++++ Recorded data ++++
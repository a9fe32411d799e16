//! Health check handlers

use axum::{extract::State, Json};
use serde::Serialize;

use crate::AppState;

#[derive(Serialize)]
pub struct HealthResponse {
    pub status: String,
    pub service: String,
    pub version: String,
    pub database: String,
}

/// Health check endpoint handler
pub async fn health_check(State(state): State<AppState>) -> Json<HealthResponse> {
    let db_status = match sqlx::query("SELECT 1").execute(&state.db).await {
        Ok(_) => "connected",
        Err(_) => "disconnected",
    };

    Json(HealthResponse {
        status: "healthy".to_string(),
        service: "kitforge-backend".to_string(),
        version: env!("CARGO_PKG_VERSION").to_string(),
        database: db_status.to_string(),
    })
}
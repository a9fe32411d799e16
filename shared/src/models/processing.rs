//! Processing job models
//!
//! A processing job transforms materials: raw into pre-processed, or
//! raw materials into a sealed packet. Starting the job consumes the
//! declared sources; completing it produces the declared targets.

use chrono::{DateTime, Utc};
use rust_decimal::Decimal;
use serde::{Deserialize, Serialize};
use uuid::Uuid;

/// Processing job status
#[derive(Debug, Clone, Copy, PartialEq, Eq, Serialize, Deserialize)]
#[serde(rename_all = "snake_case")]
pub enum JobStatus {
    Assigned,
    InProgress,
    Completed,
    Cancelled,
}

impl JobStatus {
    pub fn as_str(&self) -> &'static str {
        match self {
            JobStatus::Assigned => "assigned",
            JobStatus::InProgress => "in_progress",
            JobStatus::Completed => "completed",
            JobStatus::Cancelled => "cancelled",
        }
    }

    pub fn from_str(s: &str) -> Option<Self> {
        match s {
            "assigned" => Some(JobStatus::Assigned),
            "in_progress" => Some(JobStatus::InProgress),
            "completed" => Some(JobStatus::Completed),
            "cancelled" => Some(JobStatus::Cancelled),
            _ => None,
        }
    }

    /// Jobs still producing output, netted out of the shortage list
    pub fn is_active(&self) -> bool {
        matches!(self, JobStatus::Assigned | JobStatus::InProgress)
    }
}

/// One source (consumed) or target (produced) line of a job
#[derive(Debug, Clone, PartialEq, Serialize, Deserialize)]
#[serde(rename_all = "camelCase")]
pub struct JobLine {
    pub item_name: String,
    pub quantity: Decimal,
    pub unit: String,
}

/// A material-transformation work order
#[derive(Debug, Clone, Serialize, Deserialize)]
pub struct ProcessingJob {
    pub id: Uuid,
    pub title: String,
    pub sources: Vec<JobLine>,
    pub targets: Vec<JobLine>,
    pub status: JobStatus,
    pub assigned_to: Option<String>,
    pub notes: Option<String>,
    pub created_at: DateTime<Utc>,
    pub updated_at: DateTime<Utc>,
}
++++
++++ Recorded data ++++
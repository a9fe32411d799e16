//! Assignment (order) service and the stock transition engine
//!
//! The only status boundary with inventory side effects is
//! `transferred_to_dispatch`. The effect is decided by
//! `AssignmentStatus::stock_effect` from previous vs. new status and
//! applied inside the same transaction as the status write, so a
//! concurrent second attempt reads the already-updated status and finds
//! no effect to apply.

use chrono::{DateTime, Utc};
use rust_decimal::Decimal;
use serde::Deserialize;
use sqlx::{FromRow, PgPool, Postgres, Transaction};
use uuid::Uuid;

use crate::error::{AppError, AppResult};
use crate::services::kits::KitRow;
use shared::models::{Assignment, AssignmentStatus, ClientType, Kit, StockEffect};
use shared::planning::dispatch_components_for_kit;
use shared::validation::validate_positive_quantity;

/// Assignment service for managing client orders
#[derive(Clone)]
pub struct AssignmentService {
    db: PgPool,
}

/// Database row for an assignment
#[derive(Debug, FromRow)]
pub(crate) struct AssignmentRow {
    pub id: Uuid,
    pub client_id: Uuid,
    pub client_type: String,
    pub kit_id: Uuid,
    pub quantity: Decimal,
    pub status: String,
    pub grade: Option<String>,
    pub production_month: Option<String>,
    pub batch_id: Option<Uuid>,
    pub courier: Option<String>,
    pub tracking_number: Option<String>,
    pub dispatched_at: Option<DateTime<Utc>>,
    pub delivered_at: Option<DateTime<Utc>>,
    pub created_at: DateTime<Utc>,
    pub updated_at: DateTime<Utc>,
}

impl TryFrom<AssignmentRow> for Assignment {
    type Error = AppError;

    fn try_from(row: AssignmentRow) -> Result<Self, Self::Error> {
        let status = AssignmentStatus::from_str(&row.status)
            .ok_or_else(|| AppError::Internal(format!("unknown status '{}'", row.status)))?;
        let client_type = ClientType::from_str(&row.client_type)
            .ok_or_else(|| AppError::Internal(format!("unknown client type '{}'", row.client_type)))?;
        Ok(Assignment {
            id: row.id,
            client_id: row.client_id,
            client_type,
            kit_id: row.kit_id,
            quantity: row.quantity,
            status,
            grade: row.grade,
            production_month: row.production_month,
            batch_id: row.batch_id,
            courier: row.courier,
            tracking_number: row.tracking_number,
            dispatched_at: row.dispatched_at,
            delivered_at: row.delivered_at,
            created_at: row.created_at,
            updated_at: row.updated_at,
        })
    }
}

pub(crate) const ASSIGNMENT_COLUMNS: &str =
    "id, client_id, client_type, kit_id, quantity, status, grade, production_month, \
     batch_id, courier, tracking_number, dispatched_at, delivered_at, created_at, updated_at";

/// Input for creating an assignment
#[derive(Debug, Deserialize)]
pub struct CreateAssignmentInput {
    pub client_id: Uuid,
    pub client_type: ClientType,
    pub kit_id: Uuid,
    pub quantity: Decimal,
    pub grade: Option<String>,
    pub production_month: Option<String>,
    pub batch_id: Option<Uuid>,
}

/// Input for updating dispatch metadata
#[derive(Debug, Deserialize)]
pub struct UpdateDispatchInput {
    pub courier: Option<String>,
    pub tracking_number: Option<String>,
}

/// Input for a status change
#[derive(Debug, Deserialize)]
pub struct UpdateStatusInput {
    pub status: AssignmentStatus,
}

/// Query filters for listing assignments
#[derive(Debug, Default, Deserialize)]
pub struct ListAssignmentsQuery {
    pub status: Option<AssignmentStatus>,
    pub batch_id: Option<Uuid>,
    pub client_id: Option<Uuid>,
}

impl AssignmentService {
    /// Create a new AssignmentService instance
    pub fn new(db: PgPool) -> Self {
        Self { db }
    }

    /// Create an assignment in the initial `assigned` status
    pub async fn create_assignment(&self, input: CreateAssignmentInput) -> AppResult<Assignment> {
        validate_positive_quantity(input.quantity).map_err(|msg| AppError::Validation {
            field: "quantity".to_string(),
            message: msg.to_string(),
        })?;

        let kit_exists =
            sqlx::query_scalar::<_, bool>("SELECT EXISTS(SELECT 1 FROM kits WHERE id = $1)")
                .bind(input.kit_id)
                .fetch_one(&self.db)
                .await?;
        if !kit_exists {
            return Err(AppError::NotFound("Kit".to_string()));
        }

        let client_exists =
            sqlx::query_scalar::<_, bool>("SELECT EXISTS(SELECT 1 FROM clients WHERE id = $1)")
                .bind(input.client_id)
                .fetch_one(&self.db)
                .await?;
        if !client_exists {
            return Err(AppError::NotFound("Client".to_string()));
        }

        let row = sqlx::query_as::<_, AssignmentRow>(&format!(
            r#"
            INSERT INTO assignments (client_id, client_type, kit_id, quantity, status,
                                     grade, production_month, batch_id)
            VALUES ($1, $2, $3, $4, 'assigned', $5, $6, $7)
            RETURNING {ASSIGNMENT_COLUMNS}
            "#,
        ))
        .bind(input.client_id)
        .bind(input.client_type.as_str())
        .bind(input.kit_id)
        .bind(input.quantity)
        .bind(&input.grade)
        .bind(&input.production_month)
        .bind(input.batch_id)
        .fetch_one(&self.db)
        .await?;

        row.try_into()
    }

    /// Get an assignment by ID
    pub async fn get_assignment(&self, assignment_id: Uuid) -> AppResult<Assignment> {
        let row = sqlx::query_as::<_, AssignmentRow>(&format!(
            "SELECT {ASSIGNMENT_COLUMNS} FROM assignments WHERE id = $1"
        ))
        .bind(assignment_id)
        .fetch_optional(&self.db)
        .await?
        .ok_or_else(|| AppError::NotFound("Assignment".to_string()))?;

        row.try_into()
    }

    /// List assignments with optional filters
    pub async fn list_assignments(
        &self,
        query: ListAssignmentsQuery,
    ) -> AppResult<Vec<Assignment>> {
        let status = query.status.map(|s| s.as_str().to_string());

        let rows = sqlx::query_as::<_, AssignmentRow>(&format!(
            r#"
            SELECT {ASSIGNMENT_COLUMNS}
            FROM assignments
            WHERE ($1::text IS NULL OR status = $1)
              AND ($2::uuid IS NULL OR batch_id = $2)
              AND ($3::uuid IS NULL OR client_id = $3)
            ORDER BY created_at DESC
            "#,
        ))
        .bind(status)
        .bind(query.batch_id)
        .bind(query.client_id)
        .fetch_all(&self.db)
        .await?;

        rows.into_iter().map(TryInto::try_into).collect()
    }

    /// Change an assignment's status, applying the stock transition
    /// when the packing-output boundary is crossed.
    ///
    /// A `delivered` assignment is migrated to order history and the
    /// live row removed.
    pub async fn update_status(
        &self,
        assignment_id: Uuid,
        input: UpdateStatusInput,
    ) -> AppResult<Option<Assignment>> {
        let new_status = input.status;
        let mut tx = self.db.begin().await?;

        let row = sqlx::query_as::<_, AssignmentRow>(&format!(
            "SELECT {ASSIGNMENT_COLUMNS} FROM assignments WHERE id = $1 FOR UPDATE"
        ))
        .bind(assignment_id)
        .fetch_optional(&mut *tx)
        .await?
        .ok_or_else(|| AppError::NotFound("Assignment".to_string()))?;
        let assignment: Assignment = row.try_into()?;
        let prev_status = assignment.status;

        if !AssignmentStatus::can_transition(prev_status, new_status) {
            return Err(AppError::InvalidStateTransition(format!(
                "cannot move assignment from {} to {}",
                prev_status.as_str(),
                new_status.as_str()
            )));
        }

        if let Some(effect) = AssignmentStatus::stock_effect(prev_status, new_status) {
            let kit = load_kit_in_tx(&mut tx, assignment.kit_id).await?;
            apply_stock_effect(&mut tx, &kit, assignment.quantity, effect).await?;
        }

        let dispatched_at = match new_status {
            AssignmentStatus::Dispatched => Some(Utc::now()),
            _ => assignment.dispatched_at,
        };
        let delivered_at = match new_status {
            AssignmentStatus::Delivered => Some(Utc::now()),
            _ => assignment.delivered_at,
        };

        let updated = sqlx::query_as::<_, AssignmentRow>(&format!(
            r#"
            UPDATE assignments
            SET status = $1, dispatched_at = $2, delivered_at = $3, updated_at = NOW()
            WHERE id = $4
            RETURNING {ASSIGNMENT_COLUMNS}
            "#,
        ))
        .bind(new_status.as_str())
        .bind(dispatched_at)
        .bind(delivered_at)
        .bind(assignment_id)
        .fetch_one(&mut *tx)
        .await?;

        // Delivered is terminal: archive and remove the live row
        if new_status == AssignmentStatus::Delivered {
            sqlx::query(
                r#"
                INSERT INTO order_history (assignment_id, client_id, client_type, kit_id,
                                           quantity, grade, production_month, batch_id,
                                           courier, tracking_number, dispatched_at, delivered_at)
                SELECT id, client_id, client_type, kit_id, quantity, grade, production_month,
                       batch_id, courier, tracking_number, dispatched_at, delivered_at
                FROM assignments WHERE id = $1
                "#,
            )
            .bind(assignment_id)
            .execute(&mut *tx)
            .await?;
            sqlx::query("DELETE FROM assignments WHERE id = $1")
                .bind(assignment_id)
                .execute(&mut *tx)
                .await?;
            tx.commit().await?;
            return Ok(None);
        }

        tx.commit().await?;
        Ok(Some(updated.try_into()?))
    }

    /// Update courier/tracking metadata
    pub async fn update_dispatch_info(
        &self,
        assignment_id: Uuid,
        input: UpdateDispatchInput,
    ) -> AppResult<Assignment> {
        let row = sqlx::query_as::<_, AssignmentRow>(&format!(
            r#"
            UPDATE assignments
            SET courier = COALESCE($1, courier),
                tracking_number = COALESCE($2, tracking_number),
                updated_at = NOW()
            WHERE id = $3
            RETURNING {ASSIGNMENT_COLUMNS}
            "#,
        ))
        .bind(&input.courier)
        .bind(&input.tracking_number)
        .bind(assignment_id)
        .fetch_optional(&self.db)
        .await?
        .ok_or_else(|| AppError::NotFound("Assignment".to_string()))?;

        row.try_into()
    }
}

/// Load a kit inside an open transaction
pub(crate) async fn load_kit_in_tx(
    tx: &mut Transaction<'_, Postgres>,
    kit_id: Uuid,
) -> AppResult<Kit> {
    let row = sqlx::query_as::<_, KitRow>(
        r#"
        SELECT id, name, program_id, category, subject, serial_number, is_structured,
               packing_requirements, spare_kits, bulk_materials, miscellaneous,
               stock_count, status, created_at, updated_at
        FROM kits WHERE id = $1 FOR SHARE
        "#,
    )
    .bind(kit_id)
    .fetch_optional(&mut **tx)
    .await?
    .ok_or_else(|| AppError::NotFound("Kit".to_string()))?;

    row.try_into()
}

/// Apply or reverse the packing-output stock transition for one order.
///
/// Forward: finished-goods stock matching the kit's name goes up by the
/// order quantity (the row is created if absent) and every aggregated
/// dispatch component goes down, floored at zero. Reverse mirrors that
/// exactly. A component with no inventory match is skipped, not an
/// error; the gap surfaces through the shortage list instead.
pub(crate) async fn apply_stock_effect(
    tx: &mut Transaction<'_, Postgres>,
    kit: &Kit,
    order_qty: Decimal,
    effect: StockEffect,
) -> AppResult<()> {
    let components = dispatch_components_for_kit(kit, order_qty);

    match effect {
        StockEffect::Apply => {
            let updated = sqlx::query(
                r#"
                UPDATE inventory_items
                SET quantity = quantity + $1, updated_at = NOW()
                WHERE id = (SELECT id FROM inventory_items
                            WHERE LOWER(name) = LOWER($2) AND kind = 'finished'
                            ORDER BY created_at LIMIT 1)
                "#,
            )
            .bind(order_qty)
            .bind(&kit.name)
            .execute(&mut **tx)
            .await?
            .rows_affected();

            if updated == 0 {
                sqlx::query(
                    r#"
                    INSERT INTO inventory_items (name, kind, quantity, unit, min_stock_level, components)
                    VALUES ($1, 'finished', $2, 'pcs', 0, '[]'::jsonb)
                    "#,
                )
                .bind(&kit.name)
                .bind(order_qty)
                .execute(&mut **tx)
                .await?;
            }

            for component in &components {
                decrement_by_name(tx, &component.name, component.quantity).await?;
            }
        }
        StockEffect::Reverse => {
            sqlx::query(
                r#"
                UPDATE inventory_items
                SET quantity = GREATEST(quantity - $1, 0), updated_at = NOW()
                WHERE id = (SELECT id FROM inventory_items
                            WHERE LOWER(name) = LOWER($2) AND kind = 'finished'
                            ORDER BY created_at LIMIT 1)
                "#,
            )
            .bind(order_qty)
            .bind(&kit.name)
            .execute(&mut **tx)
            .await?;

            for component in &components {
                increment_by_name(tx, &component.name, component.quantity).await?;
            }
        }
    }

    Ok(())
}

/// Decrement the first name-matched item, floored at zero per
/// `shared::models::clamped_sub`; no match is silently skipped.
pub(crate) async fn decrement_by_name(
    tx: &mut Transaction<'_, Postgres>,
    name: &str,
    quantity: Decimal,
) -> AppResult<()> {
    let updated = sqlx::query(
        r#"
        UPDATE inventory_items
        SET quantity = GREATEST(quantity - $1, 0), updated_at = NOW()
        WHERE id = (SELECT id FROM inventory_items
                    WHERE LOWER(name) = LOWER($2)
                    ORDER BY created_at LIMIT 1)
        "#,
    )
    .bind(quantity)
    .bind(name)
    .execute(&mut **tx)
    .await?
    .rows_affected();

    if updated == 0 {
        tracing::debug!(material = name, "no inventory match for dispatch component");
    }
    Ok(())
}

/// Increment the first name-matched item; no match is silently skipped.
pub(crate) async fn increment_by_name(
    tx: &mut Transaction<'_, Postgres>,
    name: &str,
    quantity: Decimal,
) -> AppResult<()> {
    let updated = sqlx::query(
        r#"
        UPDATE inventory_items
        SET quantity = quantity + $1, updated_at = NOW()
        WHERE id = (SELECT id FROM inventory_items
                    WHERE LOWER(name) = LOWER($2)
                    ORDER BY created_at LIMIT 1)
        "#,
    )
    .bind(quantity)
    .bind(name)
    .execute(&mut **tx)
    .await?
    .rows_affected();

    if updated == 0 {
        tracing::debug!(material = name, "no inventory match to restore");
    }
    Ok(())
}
++++
Find how many lines of the entries contain "output". Respond with the number only.

### Response to this task
3